*Task to complete*
Filter the entries below, keeping every line that has the word "threshold".

Exercise data below:

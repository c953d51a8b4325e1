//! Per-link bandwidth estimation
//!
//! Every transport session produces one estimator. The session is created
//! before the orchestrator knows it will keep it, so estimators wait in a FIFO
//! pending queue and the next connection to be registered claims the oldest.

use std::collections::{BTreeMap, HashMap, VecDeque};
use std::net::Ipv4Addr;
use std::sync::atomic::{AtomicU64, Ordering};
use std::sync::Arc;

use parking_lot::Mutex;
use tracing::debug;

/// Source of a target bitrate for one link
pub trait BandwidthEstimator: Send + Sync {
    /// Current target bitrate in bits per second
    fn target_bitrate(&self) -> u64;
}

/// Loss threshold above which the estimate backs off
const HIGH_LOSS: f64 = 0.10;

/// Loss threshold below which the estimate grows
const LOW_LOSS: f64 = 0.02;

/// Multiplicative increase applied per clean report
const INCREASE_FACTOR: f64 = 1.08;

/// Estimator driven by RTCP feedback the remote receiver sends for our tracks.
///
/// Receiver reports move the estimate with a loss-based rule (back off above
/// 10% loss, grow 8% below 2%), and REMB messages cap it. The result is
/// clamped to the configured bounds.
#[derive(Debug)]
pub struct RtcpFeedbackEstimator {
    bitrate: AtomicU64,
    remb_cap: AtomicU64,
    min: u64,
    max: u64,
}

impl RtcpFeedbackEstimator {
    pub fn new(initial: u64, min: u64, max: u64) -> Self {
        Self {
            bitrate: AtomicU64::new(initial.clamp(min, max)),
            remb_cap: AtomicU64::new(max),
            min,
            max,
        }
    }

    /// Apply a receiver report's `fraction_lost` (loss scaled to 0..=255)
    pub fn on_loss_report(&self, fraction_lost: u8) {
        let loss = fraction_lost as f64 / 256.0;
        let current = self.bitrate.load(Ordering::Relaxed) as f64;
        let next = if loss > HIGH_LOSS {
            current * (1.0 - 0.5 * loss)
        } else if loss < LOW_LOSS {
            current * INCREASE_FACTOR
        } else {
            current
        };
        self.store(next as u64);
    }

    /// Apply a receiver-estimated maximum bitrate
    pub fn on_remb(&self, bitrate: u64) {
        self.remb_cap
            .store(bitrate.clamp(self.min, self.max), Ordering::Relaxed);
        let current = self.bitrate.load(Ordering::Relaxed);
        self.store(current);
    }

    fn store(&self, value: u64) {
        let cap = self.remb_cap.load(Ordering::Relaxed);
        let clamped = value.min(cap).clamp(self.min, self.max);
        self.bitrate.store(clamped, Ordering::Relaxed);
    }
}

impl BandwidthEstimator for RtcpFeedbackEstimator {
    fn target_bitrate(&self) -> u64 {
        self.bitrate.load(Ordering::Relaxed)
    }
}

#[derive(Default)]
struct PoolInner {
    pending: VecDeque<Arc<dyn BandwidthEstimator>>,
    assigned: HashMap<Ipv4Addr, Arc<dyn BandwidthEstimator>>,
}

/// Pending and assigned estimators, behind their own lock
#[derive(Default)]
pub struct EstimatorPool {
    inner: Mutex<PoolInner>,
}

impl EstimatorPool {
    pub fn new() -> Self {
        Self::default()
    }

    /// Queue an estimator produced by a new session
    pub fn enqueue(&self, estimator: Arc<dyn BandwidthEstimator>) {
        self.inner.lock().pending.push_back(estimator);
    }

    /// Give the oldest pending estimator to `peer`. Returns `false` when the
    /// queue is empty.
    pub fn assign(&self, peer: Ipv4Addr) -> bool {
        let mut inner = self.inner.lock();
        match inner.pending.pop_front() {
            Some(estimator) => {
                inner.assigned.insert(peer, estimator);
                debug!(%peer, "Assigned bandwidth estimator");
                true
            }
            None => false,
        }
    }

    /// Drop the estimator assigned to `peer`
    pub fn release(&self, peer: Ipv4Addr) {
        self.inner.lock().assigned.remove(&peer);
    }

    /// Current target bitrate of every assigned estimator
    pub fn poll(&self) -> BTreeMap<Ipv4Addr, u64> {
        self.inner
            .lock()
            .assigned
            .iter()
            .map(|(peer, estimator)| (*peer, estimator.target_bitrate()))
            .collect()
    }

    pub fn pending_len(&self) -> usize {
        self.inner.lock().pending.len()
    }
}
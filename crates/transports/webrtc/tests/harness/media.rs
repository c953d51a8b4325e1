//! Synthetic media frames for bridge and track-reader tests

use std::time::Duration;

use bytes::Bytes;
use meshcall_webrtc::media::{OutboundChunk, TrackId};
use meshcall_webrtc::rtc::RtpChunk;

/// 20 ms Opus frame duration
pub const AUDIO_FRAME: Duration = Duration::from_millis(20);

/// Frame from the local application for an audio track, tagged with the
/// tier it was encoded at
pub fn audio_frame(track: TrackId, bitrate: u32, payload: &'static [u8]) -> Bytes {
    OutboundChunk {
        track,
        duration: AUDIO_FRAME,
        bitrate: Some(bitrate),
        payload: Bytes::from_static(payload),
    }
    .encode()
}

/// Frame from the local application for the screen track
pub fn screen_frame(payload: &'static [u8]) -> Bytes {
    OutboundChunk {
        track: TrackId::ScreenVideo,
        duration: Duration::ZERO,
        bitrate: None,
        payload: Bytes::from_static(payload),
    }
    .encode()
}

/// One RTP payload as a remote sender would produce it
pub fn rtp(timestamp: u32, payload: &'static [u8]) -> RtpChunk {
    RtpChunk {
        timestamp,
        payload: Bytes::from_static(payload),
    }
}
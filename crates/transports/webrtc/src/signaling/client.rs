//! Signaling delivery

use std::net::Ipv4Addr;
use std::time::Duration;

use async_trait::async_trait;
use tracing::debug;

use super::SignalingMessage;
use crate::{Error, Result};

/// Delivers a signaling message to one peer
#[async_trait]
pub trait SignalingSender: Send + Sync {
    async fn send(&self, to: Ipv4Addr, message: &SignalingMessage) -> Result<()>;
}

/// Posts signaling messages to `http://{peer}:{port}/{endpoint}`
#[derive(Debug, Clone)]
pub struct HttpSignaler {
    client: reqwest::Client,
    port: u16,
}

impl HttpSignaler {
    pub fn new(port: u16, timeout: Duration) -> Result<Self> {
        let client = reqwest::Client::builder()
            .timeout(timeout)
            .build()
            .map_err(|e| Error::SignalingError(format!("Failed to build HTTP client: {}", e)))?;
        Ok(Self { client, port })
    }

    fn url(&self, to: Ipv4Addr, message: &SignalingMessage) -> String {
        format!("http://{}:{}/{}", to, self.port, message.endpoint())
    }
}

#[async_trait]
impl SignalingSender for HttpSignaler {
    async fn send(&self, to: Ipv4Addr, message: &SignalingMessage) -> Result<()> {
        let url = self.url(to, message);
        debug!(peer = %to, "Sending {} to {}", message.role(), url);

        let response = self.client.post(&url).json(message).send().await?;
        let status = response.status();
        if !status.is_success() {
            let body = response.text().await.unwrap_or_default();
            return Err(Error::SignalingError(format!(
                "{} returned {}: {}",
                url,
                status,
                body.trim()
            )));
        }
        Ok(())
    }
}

End of Exercise data.
Exercise data below:

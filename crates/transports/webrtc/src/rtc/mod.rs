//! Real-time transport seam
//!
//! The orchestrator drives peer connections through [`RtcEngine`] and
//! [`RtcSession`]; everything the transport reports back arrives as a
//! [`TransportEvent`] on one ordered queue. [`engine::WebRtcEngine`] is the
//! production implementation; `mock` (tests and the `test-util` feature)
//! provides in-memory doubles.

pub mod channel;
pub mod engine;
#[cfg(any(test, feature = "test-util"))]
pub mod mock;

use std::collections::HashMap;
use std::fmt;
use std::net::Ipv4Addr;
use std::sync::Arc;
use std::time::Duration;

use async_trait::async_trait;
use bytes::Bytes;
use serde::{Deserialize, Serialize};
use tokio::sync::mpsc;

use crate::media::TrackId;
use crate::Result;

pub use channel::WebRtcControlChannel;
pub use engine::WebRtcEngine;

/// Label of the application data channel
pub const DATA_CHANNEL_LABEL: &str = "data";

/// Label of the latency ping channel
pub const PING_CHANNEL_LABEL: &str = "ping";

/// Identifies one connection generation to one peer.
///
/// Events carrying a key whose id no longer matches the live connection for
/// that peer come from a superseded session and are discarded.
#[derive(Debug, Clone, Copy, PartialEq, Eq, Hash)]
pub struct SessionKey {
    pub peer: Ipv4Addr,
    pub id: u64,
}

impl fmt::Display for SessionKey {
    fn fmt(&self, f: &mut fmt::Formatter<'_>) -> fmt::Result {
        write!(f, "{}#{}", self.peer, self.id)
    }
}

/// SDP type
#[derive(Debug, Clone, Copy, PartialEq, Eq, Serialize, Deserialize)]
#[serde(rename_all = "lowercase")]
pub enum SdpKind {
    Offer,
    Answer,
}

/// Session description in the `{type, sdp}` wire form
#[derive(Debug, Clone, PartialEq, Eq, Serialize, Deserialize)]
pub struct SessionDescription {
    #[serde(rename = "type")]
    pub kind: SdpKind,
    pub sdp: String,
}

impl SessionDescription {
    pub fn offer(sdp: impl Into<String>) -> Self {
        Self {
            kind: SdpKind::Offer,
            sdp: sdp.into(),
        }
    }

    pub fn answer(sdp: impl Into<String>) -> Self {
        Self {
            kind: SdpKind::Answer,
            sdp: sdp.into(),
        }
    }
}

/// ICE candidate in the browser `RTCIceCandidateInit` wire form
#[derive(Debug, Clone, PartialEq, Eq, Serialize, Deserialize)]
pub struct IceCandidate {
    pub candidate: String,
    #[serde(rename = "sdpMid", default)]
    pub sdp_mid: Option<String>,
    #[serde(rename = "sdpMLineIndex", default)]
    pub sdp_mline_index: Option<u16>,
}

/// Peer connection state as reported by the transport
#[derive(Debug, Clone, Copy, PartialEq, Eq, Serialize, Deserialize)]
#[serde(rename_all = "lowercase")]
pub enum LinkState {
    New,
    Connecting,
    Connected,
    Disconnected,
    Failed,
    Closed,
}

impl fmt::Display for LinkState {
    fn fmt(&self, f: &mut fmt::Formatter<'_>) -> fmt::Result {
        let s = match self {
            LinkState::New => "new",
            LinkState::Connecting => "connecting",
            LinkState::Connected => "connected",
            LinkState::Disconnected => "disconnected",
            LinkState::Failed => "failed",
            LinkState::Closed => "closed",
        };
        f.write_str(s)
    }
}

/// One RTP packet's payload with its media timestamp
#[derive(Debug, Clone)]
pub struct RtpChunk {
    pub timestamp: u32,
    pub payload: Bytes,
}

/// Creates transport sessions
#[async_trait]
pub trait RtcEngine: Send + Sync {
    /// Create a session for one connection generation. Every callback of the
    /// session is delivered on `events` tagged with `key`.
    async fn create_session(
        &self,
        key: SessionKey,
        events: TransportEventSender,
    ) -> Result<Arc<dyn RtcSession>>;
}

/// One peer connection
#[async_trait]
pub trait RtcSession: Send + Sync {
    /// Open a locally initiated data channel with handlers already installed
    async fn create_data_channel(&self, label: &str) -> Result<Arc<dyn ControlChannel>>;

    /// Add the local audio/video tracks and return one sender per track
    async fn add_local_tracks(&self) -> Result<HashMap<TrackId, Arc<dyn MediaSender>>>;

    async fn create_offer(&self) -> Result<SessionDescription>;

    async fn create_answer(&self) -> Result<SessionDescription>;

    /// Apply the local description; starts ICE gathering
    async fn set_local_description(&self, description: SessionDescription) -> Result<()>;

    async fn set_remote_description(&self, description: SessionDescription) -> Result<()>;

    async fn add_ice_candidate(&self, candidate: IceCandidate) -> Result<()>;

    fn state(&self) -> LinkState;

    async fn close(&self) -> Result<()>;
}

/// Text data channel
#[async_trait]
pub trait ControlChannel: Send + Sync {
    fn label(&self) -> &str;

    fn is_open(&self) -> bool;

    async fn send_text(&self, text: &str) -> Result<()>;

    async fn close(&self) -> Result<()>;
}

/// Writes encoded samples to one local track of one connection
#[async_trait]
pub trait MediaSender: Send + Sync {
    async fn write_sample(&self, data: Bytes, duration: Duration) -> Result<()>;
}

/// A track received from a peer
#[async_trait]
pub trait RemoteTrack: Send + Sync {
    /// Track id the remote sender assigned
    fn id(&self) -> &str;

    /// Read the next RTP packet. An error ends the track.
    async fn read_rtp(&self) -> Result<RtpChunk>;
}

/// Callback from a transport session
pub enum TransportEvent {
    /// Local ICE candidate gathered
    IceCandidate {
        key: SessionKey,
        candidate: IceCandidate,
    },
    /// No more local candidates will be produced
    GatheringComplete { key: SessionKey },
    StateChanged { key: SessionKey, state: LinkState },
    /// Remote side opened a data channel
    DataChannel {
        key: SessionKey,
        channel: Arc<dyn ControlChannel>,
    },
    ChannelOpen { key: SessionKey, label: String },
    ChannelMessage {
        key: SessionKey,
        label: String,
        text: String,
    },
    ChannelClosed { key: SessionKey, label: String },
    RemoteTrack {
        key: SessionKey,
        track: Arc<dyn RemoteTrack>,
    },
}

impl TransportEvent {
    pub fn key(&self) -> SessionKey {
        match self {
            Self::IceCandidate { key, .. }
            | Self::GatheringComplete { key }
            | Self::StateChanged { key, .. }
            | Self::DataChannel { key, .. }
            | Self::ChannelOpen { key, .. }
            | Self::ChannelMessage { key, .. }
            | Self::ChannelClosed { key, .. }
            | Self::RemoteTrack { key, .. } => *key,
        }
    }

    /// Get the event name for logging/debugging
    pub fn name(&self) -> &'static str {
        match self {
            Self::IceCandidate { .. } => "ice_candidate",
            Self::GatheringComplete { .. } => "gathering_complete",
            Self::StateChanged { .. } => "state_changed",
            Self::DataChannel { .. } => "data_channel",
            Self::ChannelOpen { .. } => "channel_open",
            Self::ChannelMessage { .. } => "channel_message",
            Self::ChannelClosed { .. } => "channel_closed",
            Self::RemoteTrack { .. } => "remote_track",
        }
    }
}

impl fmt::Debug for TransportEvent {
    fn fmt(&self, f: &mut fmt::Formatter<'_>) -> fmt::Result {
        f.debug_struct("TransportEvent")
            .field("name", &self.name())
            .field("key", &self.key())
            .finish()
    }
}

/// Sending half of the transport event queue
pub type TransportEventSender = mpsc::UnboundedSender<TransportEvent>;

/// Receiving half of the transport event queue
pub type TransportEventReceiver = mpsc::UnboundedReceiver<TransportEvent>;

End of Exercise data.

*Response to the task*
/// Loss threshold above which the estimate backs off
/// Loss threshold below which the estimate grows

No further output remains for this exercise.